__Supplied material__:
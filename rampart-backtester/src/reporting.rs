use std::fmt;

use itertools::Itertools;
use rampart_core::{AccountId, Price};
use serde::Serialize;

use crate::LedgerEntry;

/// Per-account summary produced when a session ends.
#[derive(Clone, Debug, Default, PartialEq, Serialize)]
pub struct PerformanceReport {
    pub account_id: AccountId,
    pub steps: usize,
    pub initial_net_worth: Price,
    pub ending_net_worth: Price,
    pub total_return_pct: f64,
    pub max_drawdown_pct: f64,
    /// Mean over standard deviation of per-step returns, not annualized.
    pub sharpe_ratio: f64,
    pub total_trades: usize,
    pub halted_steps: usize,
}

impl fmt::Display for PerformanceReport {
    fn fmt(&self, f: &mut fmt::Formatter<'_>) -> fmt::Result {
        writeln!(f, "Session Report: {}", self.account_id)?;
        writeln!(f, "------------------------------------")?;
        writeln!(f, "{:<25} {}", "Steps", self.steps)?;
        writeln!(f, "{:<25} {:.2}", "Initial Net Worth", self.initial_net_worth)?;
        writeln!(f, "{:<25} {:.2}", "Ending Net Worth", self.ending_net_worth)?;
        writeln!(f, "{:<25} {:.2}%", "Total Return", self.total_return_pct)?;
        writeln!(f, "{:<25} {:.2}%", "Max Drawdown", self.max_drawdown_pct)?;
        writeln!(f, "{:<25} {:.4}", "Sharpe Ratio", self.sharpe_ratio)?;
        writeln!(f, "------------------------------------")?;
        writeln!(f, "{:<25} {}", "Total Trades", self.total_trades)?;
        writeln!(f, "{:<25} {}", "Halted Steps", self.halted_steps)?;
        writeln!(f, "------------------------------------")
    }
}

/// Derives a [`PerformanceReport`] from one account's ledger entries.
pub struct Reporter<'a> {
    account_id: &'a str,
    initial_net_worth: Price,
    entries: Vec<&'a LedgerEntry>,
}

impl<'a> Reporter<'a> {
    pub fn new(
        account_id: &'a str,
        initial_net_worth: Price,
        entries: impl IntoIterator<Item = &'a LedgerEntry>,
    ) -> Self {
        Self {
            account_id,
            initial_net_worth,
            entries: entries.into_iter().collect(),
        }
    }

    #[must_use]
    pub fn calculate(&self) -> PerformanceReport {
        let ending_net_worth = self
            .entries
            .last()
            .map_or(self.initial_net_worth, |entry| entry.net_worth);
        let total_return_pct = if self.initial_net_worth > 0.0 {
            (ending_net_worth / self.initial_net_worth - 1.0) * 100.0
        } else {
            0.0
        };
        PerformanceReport {
            account_id: self.account_id.to_string(),
            steps: self.entries.len(),
            initial_net_worth: self.initial_net_worth,
            ending_net_worth,
            total_return_pct,
            max_drawdown_pct: self.max_drawdown() * 100.0,
            sharpe_ratio: self.sharpe_ratio(),
            total_trades: self.entries.iter().filter(|entry| entry.is_trade()).count(),
            halted_steps: self.entries.iter().filter(|entry| entry.halted).count(),
        }
    }

    fn equity_curve(&self) -> impl Iterator<Item = Price> + '_ {
        std::iter::once(self.initial_net_worth).chain(self.entries.iter().map(|entry| entry.net_worth))
    }

    fn step_returns(&self) -> Vec<f64> {
        self.equity_curve()
            .tuple_windows()
            .filter(|(previous, _)| *previous > 0.0)
            .map(|(previous, current)| current / previous - 1.0)
            .collect()
    }

    fn sharpe_ratio(&self) -> f64 {
        let returns = self.step_returns();
        let n = returns.len() as f64;
        if n < 2.0 {
            return 0.0;
        }
        let mean = returns.iter().sum::<f64>() / n;
        let std_dev = (returns.iter().map(|r| (r - mean).powi(2)).sum::<f64>() / (n - 1.0)).sqrt();
        if std_dev > 1e-12 {
            mean / std_dev
        } else {
            0.0
        }
    }

    fn max_drawdown(&self) -> f64 {
        let mut peak = self.initial_net_worth;
        let mut max_drawdown: f64 = 0.0;
        for equity in self.equity_curve() {
            peak = peak.max(equity);
            if peak > 0.0 {
                max_drawdown = max_drawdown.max((peak - equity) / peak);
            }
        }
        max_drawdown
    }
}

__Your goal__:
Pull every line containing "PerformanceReport" from the material above.

__Written answer__:
pub struct PerformanceReport {
impl fmt::Display for PerformanceReport {
/// Derives a [`PerformanceReport`] from one account's ledger entries.
    pub fn calculate(&self) -> PerformanceReport {
        PerformanceReport {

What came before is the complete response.